A developer's request to take some of the car trips allotted to one future development and move them to another has sent Montgomery County planners huddling to work out a policy for the complicated matter.

For the past several years, the county has been dividing the number of future automobile trips among the owners of undeveloped property along some traffic-choked roads and highways, planners said.

The developer is one of several to put up $800,000 collectively to make improvements on Route 118, which runs along their properties, planners said. In return for the funds for the road improvements, the planning board allotted the developers car trips based on the size of their properties and intended use.

The improvements to the road are now under way, and developers are starting to apply to the planning board for final approval of their projects, said Bud Liem, transportation coordinator for the county.

"We have studies that state a certain number of car trips will be generated per 1,000 square feet of development, depending on whether it's commercial, residential, retail or whatever," Liem said. "It's an excellent planning tool to know how many car trips you are going to have to deal with and who is responsible for what."

The developer, Stanley Martin Communities Inc., under the name Northlake Medical Associates, wants to build a medical clinic and doctors' offices on 3.3 acres in a residential section of Germantown, according to a staff report.

Because residential development generates less traffic than a medical clinic, the developer proposes to build a smaller office building on an adjoining parcel of land he owns and transfer the allotted car trips from that property to the medical clinic.

The office building would be reduced by 64,615 square feet to allow the requested 26,800 square feet of medical clinic, said Stephen P. Elmendorf, attorney for the developer.

"This would benefit the county because the medical clinic will generate less traffic in the morning rush hour than a larger office building would," he said.
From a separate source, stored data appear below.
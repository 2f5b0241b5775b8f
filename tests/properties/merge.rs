//! Property tests for deep merge.

use proptest::prelude::*;

use jsonfold::{deep_merge, Tree};

use crate::strategies::{leaves, paths, string_tree};

proptest! {
    #![proptest_config(ProptestConfig {
        cases: 128,
        .. ProptestConfig::default()
    })]

    /// PROPERTY: Every leaf of the later document survives the merge unchanged.
    #[test]
    fn property_later_source_wins(dst in string_tree(), src in string_tree()) {
        let mut merged = dst.clone();
        deep_merge(&mut merged, src.clone());

        let merged_leaves = leaves(&merged);
        for (path, value) in leaves(&src) {
            prop_assert_eq!(merged_leaves.get(&path), Some(&value), "leaf {} lost", path);
        }
    }

    /// PROPERTY: Top-level keys of the result are the union of both inputs.
    #[test]
    fn property_top_level_keys_are_union(dst in string_tree(), src in string_tree()) {
        let mut expected: Vec<String> = dst.keys().chain(src.keys()).cloned().collect();
        expected.sort();
        expected.dedup();

        let mut merged = dst;
        deep_merge(&mut merged, src);

        prop_assert_eq!(merged.keys().cloned().collect::<Vec<_>>(), expected);
    }

    /// PROPERTY: Merging a document into itself, or merging an empty one, changes nothing.
    #[test]
    fn property_merge_identities(tree in string_tree()) {
        let mut with_self = tree.clone();
        deep_merge(&mut with_self, tree.clone());
        prop_assert_eq!(&with_self, &tree);

        let mut with_empty = tree.clone();
        deep_merge(&mut with_empty, Tree::new());
        prop_assert_eq!(&with_empty, &tree);

        let mut into_empty = Tree::new();
        deep_merge(&mut into_empty, tree.clone());
        prop_assert_eq!(&into_empty, &tree);
    }

    /// PROPERTY: Leaves of the earlier document are kept unless the later one
    /// holds anything on the same path or a leaf on one of its prefixes.
    #[test]
    fn property_untouched_leaves_survive(dst in string_tree(), src in string_tree()) {
        let src_leaves = leaves(&src);
        let src_paths = paths(&src);
        let mut merged = dst.clone();
        deep_merge(&mut merged, src);
        let merged_leaves = leaves(&merged);

        for (path, value) in leaves(&dst) {
            let shadowed = src_paths.contains(&path)
                || src_leaves.keys().any(|p| path.starts_with(&format!("{p}.")));
            if !shadowed {
                prop_assert_eq!(merged_leaves.get(&path), Some(&value), "leaf {} dropped", path);
            }
        }
    }
}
The planning board, which heard the request last week, voted to defer the matter until members could make a policy decision about the transfer of road trips.

But planning board Chairman Norman L. Christeller said that he and other board members have serious reservations about the trip-transfer request and that he doubts the board will agree to it.

"We can't be put in the position of approving this for one developer and then have someone else come in and demand the same thing," he said.

Christeller said he envisions the possibility of developers "hoarding trips" -- getting approval for a certain amount of car trips for one property, then parceling the trips out to other developments in the area.

"It might encourage people to grab up trips and hoard capacity, which would make it next to impossible to plan for an area," he said.

This is not the first time the county has faced such a question. Last fall, the same developer asked permission to transfer allotted car trips from one residential property to an adjacent residential property. The board agreed, after the developer legally combined the properties into a single parcel.

Christeller said the developer may be allowed to do the same thing in the case of the medical clinic. He said that if the developer combines the commercial and residential properties into a single commercially zoned parcel, the board may readjust his car-trip allotment.

"There is a way this might be done," Christeller said. "But it should be done in a way that does not set a precedent."

Elmendorf, however, countered that a decision granting his client's request to transfer trips from one property to another may not result in a precedent.

"No case is a precedent unless the body that makes the decision views it as a precedent," he said.